__Dataset excerpts__
+ + + + + + +
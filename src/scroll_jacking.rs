//! Scroll-stepped timeline: maps the page's scroll offset to a discrete
//! step inside one region and snaps the viewport to step boundaries.

pub mod browser;
pub mod controller;
pub mod driver;
pub mod geometry;
pub mod hook;
pub mod options;

pub use controller::StepSnapshot;
pub use hook::use_scroll_jacking;
pub use options::ScrollJackingOptions;
use std::cell::RefCell;
use std::rc::{Rc, Weak};

use log::debug;

use super::controller::{SettleTicket, StepChange, StepController, StepSnapshot};
use super::geometry::RegionRect;
use super::options::{ConfigError, ScrollJackingOptions};
use crate::config;

/// The page the controller runs against.
///
/// Frame and timer handles cancel their callback when dropped.
pub trait Host: 'static {
    type Frame: 'static;
    type Timer: 'static;

    fn scroll_y(&self) -> f64;
    fn region_rect(&self, region_id: &str) -> Option<RegionRect>;
    fn smooth_scroll_to(&self, y: f64);
    fn request_frame(&self, callback: Box<dyn FnOnce()>) -> Option<Self::Frame>;
    fn set_timeout(&self, millis: u32, callback: Box<dyn FnOnce()>) -> Self::Timer;
}

struct Inner<H: Host> {
    host: Rc<H>,
    controller: StepController,
    pending_frame: Option<H::Frame>,
    settle_timer: Option<H::Timer>,
    mount_timer: Option<H::Timer>,
    last_emitted: StepSnapshot,
    on_change: Rc<dyn Fn(StepSnapshot)>,
}

/// Drives a [`StepController`] from host scroll, resize and wheel notifications.
///
/// Scroll notifications are coalesced to one evaluation per frame. At most one
/// settle timer is alive; starting a new snap drops the previous one.
pub struct ScrollJacking<H: Host> {
    inner: Rc<RefCell<Inner<H>>>,
}

impl<H: Host> ScrollJacking<H> {
    pub fn new(
        host: Rc<H>,
        options: ScrollJackingOptions,
        on_change: impl Fn(StepSnapshot) + 'static,
    ) -> Result<Self, ConfigError> {
        let controller = StepController::new(options)?;
        let last_emitted = controller.snapshot();
        Ok(Self {
            inner: Rc::new(RefCell::new(Inner {
                host,
                controller,
                pending_frame: None,
                settle_timer: None,
                mount_timer: None,
                last_emitted,
                on_change: Rc::new(on_change),
            })),
        })
    }

    /// Schedules the first measurement once layout had a chance to settle.
    pub fn start(&self) {
        let weak = Rc::downgrade(&self.inner);
        let mut inner = self.inner.borrow_mut();
        if inner.controller.is_torn_down() {
            return;
        }
        let timer = inner.host.set_timeout(
            config::MOUNT_MEASURE_DELAY_MS,
            Box::new(move || {
                if let Some(inner) = weak.upgrade() {
                    let mut inner = inner.borrow_mut();
                    inner.mount_timer = None;
                    let host = Rc::clone(&inner.host);
                    let rect = host.region_rect(&inner.controller.options().region_id);
                    inner.controller.measure(rect, host.scroll_y());
                }
            }),
        );
        inner.mount_timer = Some(timer);
    }

    pub fn notify_scroll(&self) {
        let weak = Rc::downgrade(&self.inner);
        let mut inner = self.inner.borrow_mut();
        if inner.controller.is_torn_down() || inner.pending_frame.is_some() {
            return;
        }
        inner.pending_frame = inner.host.request_frame(Box::new(move || {
            if let Some(inner) = weak.upgrade() {
                evaluate(&inner);
            }
        }));
    }

    pub fn notify_resize(&self) {
        self.inner.borrow_mut().controller.invalidate();
    }

    /// Returns true when the wheel event should have its default prevented.
    pub fn notify_wheel(&self) -> bool {
        self.inner.borrow().controller.blocks_wheel()
    }

    pub fn snapshot(&self) -> StepSnapshot {
        self.inner.borrow().controller.snapshot()
    }

    pub fn teardown(&self) {
        let (frame, settle, mount) = {
            let mut inner = self.inner.borrow_mut();
            if inner.controller.is_torn_down() {
                return;
            }
            inner.controller.teardown();
            (
                inner.pending_frame.take(),
                inner.settle_timer.take(),
                inner.mount_timer.take(),
            )
        };
        debug!("Scroll jacking torn down");
        drop((frame, settle, mount));
    }
}

impl<H: Host> Drop for ScrollJacking<H> {
    fn drop(&mut self) {
        self.teardown();
    }
}

fn evaluate<H: Host>(cell: &Rc<RefCell<Inner<H>>>) {
    let (frame, change) = {
        let mut inner = cell.borrow_mut();
        let frame = inner.pending_frame.take();
        if inner.controller.is_torn_down() {
            return;
        }
        let host = Rc::clone(&inner.host);
        let scroll_y = host.scroll_y();
        if inner.controller.needs_measure() {
            let rect = host.region_rect(&inner.controller.options().region_id);
            if !inner.controller.measure(rect, scroll_y) {
                return;
            }
        }
        (frame, inner.controller.on_scroll(scroll_y))
    };
    drop(frame);

    match change {
        StepChange::Snapped {
            target_y, ticket, ..
        } => begin_snap(cell, target_y, ticket),
        StepChange::Rewound | StepChange::Finished => {
            // Any snap still animating was released by the controller.
            let stale = cell.borrow_mut().settle_timer.take();
            drop(stale);
        }
        StepChange::Unchanged | StepChange::Unmeasured => {}
    }
    emit_if_changed(cell);
}
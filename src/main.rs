use yew::prelude::*;
use yew_router::prelude::*;
use yew_hooks::prelude::*;
use log::info;
use web_sys::MouseEvent;

mod config;
mod content;
mod scroll_jacking;
mod hooks {
    pub mod in_view;
}
mod components {
    pub mod about;
    pub mod contact;
    pub mod faq;
    pub mod footer;
    pub mod hero;
    pub mod process;
    pub mod projects;
    pub mod services;
    pub mod toast;
}
mod pages {
    pub mod index;
    pub mod not_found;
}

use components::footer::Footer;
use content::{OWNER_NAME, SECTION_LINKS, SOCIAL_LINKS};
use pages::{index::Index, not_found::NotFound};


#[derive(Clone, Routable, PartialEq)]
pub enum Route {
    #[at("/")]
    Home,
    #[not_found]
    #[at("/404")]
    NotFound,
}


fn switch(routes: Route) -> Html {
    match routes {
        Route::Home => {
            info!("Rendering Home page");
            html! { <Index /> }
        },
        Route::NotFound => {
            info!("Rendering NotFound page");
            html! { <NotFound /> }
        },
    }
}

/// Nav bar gets a solid background once the page has moved past the hero's top edge.
pub fn is_scrolled(scroll_y: f64) -> bool {
    scroll_y > config::NAV_SCROLL_THRESHOLD
}

#[function_component(Nav)]
pub fn nav() -> Html {
    let menu_open = use_state(|| false);
    let (_, scroll_y) = use_window_scroll();
    let scrolled = is_scrolled(scroll_y);

    let toggle_menu = {
        let menu_open = menu_open.clone();
        Callback::from(move |e: MouseEvent| {
            e.prevent_default();
            menu_open.set(!*menu_open);
        })
    };

    let close_menu = {
        let menu_open = menu_open.clone();
        Callback::from(move |_: MouseEvent| {
            menu_open.set(false);
        })
    };

    let menu_class = if *menu_open {
        "nav-right mobile-menu-open"
    } else {
        "nav-right"
    };

    html! {
        <nav class={classes!("top-nav", scrolled.then(|| "scrolled"))}>
            <div class="nav-content">
                <Link<Route> to={Route::Home} classes="nav-logo gradient-text">
                    {OWNER_NAME}
                </Link<Route>>

                <button class="burger-menu" aria-label="Toggle Menu" onclick={toggle_menu}>
                    <span></span>
                    <span></span>
                    <span></span>
                </button>
                <div class={menu_class}>
                    { for SECTION_LINKS.iter().map(|(label, anchor)| html! {
                        <a href={*anchor} class="nav-link" onclick={close_menu.clone()}>{*label}</a>
                    }) }
                    <div class="nav-social">
                        { for SOCIAL_LINKS.iter().map(|(label, href)| html! {
                            <a href={*href} target="_blank" rel="noopener noreferrer" class="social-link">{*label}</a>
                        }) }
                    </div>
                    <a href="#contact" class="nav-cta glow-button" onclick={close_menu.clone()}>
                        {"Project request"}
                    </a>
                </div>
            </div>
        </nav>
    }
}


#[function_component]
fn App() -> Html {
    html! {
        <BrowserRouter>
            <Nav />
            <Switch<Route> render={switch} />
            <Footer />
        </BrowserRouter>
        }
}


fn main() {
    // Initialize console error panic hook for better error messages
    console_error_panic_hook::set_once();

    // Initialize logging
    console_log::init_with_level(config::log_level()).expect("error initializing log");

    info!("Starting application");
    yew::Renderer::<App>::new().render();
}

#[cfg(test)]
mod tests {
    use super::*;

    #[test]
    fn nav_turns_solid_past_threshold() {
        assert!(!is_scrolled(0.0));
        assert!(!is_scrolled(50.0));
        assert!(is_scrolled(50.5));
    }
}
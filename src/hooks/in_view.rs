use std::cell::RefCell;
use std::rc::Rc;

use log::warn;
use wasm_bindgen::closure::Closure;
use wasm_bindgen::{JsCast, JsValue};
use web_sys::js_sys::Array;
use web_sys::{Element, IntersectionObserver, IntersectionObserverEntry, IntersectionObserverInit};
use yew::prelude::*;

#[derive(Clone, PartialEq, Debug)]
pub struct InViewOptions {
    pub threshold: f64,
    pub root_margin: String,
    pub trigger_once: bool,
}

impl Default for InViewOptions {
    fn default() -> Self {
        Self {
            threshold: 0.1,
            root_margin: "0px".to_string(),
            trigger_once: false,
        }
    }
}

impl InViewOptions {
    /// The fade-in setup every section uses.
    pub fn once() -> Self {
        Self {
            trigger_once: true,
            ..Self::default()
        }
    }
}

/// Visibility state fed by intersection entries.
#[derive(Debug, Default)]
pub struct InViewLatch {
    trigger_once: bool,
    entered: bool,
    in_view: bool,
}

impl InViewLatch {
    pub fn new(trigger_once: bool) -> Self {
        Self {
            trigger_once,
            ..Self::default()
        }
    }

    pub fn in_view(&self) -> bool {
        self.in_view
    }

    /// Records one entry. Returns false once the element no longer needs observing.
    pub fn record(&mut self, intersecting: bool) -> bool {
        if self.trigger_once && self.entered {
            return false;
        }
        self.in_view = intersecting;
        if intersecting {
            self.entered = true;
        }
        !(self.trigger_once && self.entered)
    }
}

struct Observed {
    observer: IntersectionObserver,
    _callback: Closure<dyn FnMut(Array, IntersectionObserver)>,
}

impl Drop for Observed {
    fn drop(&mut self) {
        self.observer.disconnect();
    }
}

fn observe(node: &NodeRef, options: &InViewOptions, setter: UseStateSetter<bool>) -> Option<Observed> {
    let element = node.cast::<Element>()?;
    let latch = Rc::new(RefCell::new(InViewLatch::new(options.trigger_once)));
    let fallback = setter.clone();

    let callback = Closure::wrap(Box::new(move |entries: Array, observer: IntersectionObserver| {
        for entry in entries.iter() {
            let entry: IntersectionObserverEntry = entry.unchecked_into();
            let mut latch = latch.borrow_mut();
            let keep_observing = latch.record(entry.is_intersecting());
            setter.set(latch.in_view());
            if !keep_observing {
                observer.unobserve(&entry.target());
            }
        }
    }) as Box<dyn FnMut(Array, IntersectionObserver)>);

    let init = IntersectionObserverInit::new();
    init.set_threshold(&JsValue::from_f64(options.threshold));
    init.set_root_margin(&options.root_margin);

    let observer = match IntersectionObserver::new_with_options(callback.as_ref().unchecked_ref(), &init) {
        Ok(observer) => observer,
        Err(err) => {
            warn!("IntersectionObserver unavailable, showing content: {:?}", err);
            fallback.set(true);
            return None;
        }
    };
    observer.observe(&element);

    Some(Observed {
        observer,
        _callback: callback,
    })
}

/// Returns a node ref to attach and whether that node has entered the viewport.
#[hook]
pub fn use_in_view(options: InViewOptions) -> (NodeRef, bool) {
    let node = use_node_ref();
    let in_view = use_state(|| false);

    {
        let node = node.clone();
        let setter = in_view.setter();
        use_effect_with_deps(
            move |options: &InViewOptions| {
                let observed = observe(&node, options, setter);
                move || drop(observed)
            },
            options,
        );
    }

    (node, *in_view)
}

#[cfg(test)]
mod tests {
    use super::*;

    #[test]
    fn follows_intersection_when_not_once() {
        let mut latch = InViewLatch::new(false);
        assert!(latch.record(true));
        assert!(latch.in_view());
        assert!(latch.record(false));
        assert!(!latch.in_view());
    }

    #[test]
    fn latches_after_first_entry_when_once() {
        let mut latch = InViewLatch::new(true);
        assert!(latch.record(false));
        assert!(!latch.in_view());
        assert!(!latch.record(true));
        assert!(latch.in_view());
        assert!(!latch.record(false));
        assert!(latch.in_view());
    }

    #[test]
    fn once_preset() {
        let options = InViewOptions::once();
        assert!(options.trigger_once);
        assert_eq!(options.threshold, 0.1);
        assert_eq!(options.root_margin, "0px");
    }
}
use yew::prelude::*;

use crate::components::{
    about::About, contact::Contact, faq::Faq, hero::Hero, process::Process, projects::Projects,
    services::Services,
};

#[function_component(Index)]
pub fn index() -> Html {
    html! {
        <main class="page">
            <Hero />
            <About />
            <Services />
            <Projects />
            <Process />
            <Faq />
            <Contact />
        </main>
    }
}
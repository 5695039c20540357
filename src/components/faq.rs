use web_sys::MouseEvent;
use yew::prelude::*;

use crate::content::FAQS;
use crate::hooks::in_view::{use_in_view, InViewOptions};

/// Single-open accordion: opening an item closes the others, clicking the open one collapses it.
pub fn toggle_open(open: Option<usize>, clicked: usize) -> Option<usize> {
    if open == Some(clicked) {
        None
    } else {
        Some(clicked)
    }
}

#[derive(Properties, PartialEq)]
struct FaqItemProps {
    question: &'static str,
    answer: &'static str,
    index: usize,
    is_open: bool,
    visible: bool,
    on_toggle: Callback<usize>,
}

#[function_component(FaqItem)]
fn faq_item(props: &FaqItemProps) -> Html {
    let toggle = {
        let on_toggle = props.on_toggle.clone();
        let index = props.index;
        Callback::from(move |e: MouseEvent| {
            e.prevent_default();
            on_toggle.emit(index);
        })
    };

    html! {
        <div
            class={classes!("faq-item", props.is_open.then(|| "open"), "fade", props.visible.then(|| "shown"))}
            style={format!("transition: opacity 0.5s ease {}ms;", props.index * 100 + 300)}
        >
            <button class="faq-question" onclick={toggle}>
                <span class="question-text">{props.question}</span>
                <span class="toggle-icon">{if props.is_open { "−" } else { "+" }}</span>
            </button>
            {
                if props.is_open {
                    html! { <div class="faq-answer">{props.answer}</div> }
                } else {
                    html! {}
                }
            }
        </div>
    }
}

#[function_component(Faq)]
pub fn faq() -> Html {
    let (header_ref, in_view) = use_in_view(InViewOptions::once());
    let open = use_state(|| None::<usize>);

    let on_toggle = {
        let open = open.clone();
        Callback::from(move |index: usize| open.set(toggle_open(*open, index)))
    };

    html! {
        <section id="faq" class="section-spacing muted">
            <div class="container-custom">
                <div class="section-header" ref={header_ref}>
                    <h2 class={classes!("section-title", "gradient-text", "fade", in_view.then(|| "shown"))}>
                        {"Frequently Asked Questions"}
                    </h2>
                    <p class={classes!("section-subtitle", "fade", "delayed", in_view.then(|| "shown"))}>
                        {"Find answers to common questions about my services"}
                    </p>
                </div>

                <div class="faq-list">
                    { for FAQS.iter().enumerate().map(|(index, faq)| html! {
                        <FaqItem
                            key={index}
                            question={faq.question}
                            answer={faq.answer}
                            {index}
                            is_open={*open == Some(index)}
                            visible={in_view}
                            on_toggle={on_toggle.clone()}
                        />
                    }) }
                </div>
            </div>
            <style>
                {r#"
                .faq-list { max-width: 48rem; margin: 0 auto; }
                .faq-item {
                    background: #fff;
                    margin: 1rem 0;
                    border-radius: 0.75rem;
                    box-shadow: 0 1px 3px rgba(0, 0, 0, 0.06);
                    border: 1px solid #f3f4f6;
                    overflow: hidden;
                }
                .faq-question {
                    width: 100%;
                    padding: 1rem 1.5rem;
                    display: flex;
                    justify-content: space-between;
                    align-items: center;
                    background: none;
                    border: none;
                    font-size: 1.125rem;
                    font-weight: 500;
                    text-align: left;
                    cursor: pointer;
                }
                .faq-item.open .faq-question { color: #6366f1; }
                .faq-answer { padding: 0 1.5rem 1rem; color: #4b5563; }
                "#}
            </style>
        </section>
    }
}
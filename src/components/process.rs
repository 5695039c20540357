use log::debug;
use yew::prelude::*;

use crate::content::{ProcessStep, PROCESS_STEPS};
use crate::hooks::in_view::{use_in_view, InViewOptions};
use crate::scroll_jacking::{use_scroll_jacking, ScrollJackingOptions};

pub const PROCESS_REGION_ID: &str = "process";
const PROCESS_STEP_HEIGHT: f64 = 600.0;

#[derive(Properties, PartialEq)]
struct ProcessStepCardProps {
    step: ProcessStep,
    index: usize,
    revealed: bool,
    active: bool,
}

#[function_component(ProcessStepCard)]
fn process_step_card(props: &ProcessStepCardProps) -> Html {
    // Later steps stack underneath earlier ones until revealed.
    let z_index = 50 - props.index as i32;
    let translate_y = if props.revealed { 0 } else { 100 };

    html! {
        <div
            class={classes!("process-step", if props.revealed { "revealed" } else { "concealed" }, props.active.then(|| "active"))}
            style={format!("z-index: {}; transform: translateY({}px);", z_index, translate_y)}
        >
            <div class="process-step-inner">
                <div class="process-icon gradient-bg">{props.step.icon}</div>
                <div class="process-card">
                    <div class="process-card-header">
                        <span class="step-badge">{format!("Step {}", props.index + 1)}</span>
                        <h3>{props.step.title}</h3>
                    </div>
                    <p>{props.step.description}</p>
                </div>
            </div>
        </div>
    }
}

#[function_component(Process)]
pub fn process() -> Html {
    let (header_ref, in_view) = use_in_view(InViewOptions::once());
    let timeline = use_scroll_jacking(
        ScrollJackingOptions::new(PROCESS_STEPS.len(), PROCESS_REGION_ID)
            .step_height(PROCESS_STEP_HEIGHT),
    );

    {
        use_effect_with_deps(
            move |active_step: &usize| {
                debug!("Process timeline at step {}", active_step);
                || ()
            },
            timeline.active_step,
        );
    }

    html! {
        <section id={PROCESS_REGION_ID} class={classes!("section-spacing", "process-section", timeline.is_jacking.then(|| "snapping"))}>
            <div class="container-custom">
                <div class="section-header" ref={header_ref}>
                    <h2 class={classes!("section-title", "gradient-text", "fade", in_view.then(|| "shown"))}>
                        {"My Development Process"}
                    </h2>
                    <p class={classes!("section-subtitle", "fade", "delayed", in_view.then(|| "shown"))}>
                        {"A structured approach to deliver exceptional results"}
                    </p>
                </div>

                <div class="process-steps">
                    { for PROCESS_STEPS.iter().enumerate().map(|(index, step)| html! {
                        <ProcessStepCard
                            key={index}
                            step={*step}
                            {index}
                            revealed={timeline.is_revealed(index)}
                            active={index == timeline.active_step}
                        />
                    }) }
                </div>
            </div>
            <style>
                {r#"
                .process-steps {
                    position: relative;
                    height: 500px;
                    margin-bottom: 500px;
                }
                .process-step {
                    position: absolute;
                    top: 0;
                    left: 0;
                    right: 0;
                    width: 100%;
                    transition: transform 0.7s ease-out, opacity 0.7s ease-out;
                }
                .process-step.concealed { opacity: 0; }
                .process-step.revealed { opacity: 1; }
                .process-step-inner {
                    display: flex;
                    justify-content: center;
                    max-width: 48rem;
                    margin: 0 auto;
                }
                .process-icon {
                    width: 3rem;
                    height: 3rem;
                    border-radius: 50%;
                    display: flex;
                    align-items: center;
                    justify-content: center;
                    color: #fff;
                    flex-shrink: 0;
                }
                .process-card {
                    background: #fff;
                    border-radius: 0.75rem;
                    padding: 1.5rem;
                    box-shadow: 0 10px 25px rgba(0, 0, 0, 0.1);
                    max-width: 28rem;
                    margin-left: 1rem;
                }
                .process-card-header { display: flex; align-items: center; margin-bottom: 0.75rem; }
                .process-card-header h3 { font-size: 1.25rem; font-weight: 700; }
                .step-badge {
                    font-size: 0.75rem;
                    font-weight: 600;
                    background: #f3f4f6;
                    border-radius: 0.25rem;
                    padding: 0.25rem 0.5rem;
                    margin-right: 0.75rem;
                }
                .process-card p { color: #4b5563; }
                "#}
            </style>
        </section>
    }
}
+ + + + + + +
__Try it__
Leave out every line above except those from the line with "border: 1px solid" up to and including the line with "let z_index = 50 - props.index as i32;", and copy those exactly.

__Worked solution__
                    border: 1px solid #f3f4f6;
                    overflow: hidden;
                }
                .faq-question {
                    width: 100%;
                    padding: 1rem 1.5rem;
                    display: flex;
                    justify-content: space-between;
                    align-items: center;
                    background: none;
                    border: none;
                    font-size: 1.125rem;
                    font-weight: 500;
                    text-align: left;
                    cursor: pointer;
                }
                .faq-item.open .faq-question { color: #6366f1; }
                .faq-answer { padding: 0 1.5rem 1rem; color: #4b5563; }
                "#}
            </style>
        </section>
    }
}
filename src/components/process.rs
repository 5695039c20540357
use log::debug;
use yew::prelude::*;

use crate::content::{ProcessStep, PROCESS_STEPS};
use crate::hooks::in_view::{use_in_view, InViewOptions};
use crate::scroll_jacking::{use_scroll_jacking, ScrollJackingOptions};

pub const PROCESS_REGION_ID: &str = "process";
const PROCESS_STEP_HEIGHT: f64 = 600.0;

#[derive(Properties, PartialEq)]
struct ProcessStepCardProps {
    step: ProcessStep,
    index: usize,
    revealed: bool,
    active: bool,
}

#[function_component(ProcessStepCard)]
fn process_step_card(props: &ProcessStepCardProps) -> Html {
    // Later steps stack underneath earlier ones until revealed.
    let z_index = 50 - props.index as i32;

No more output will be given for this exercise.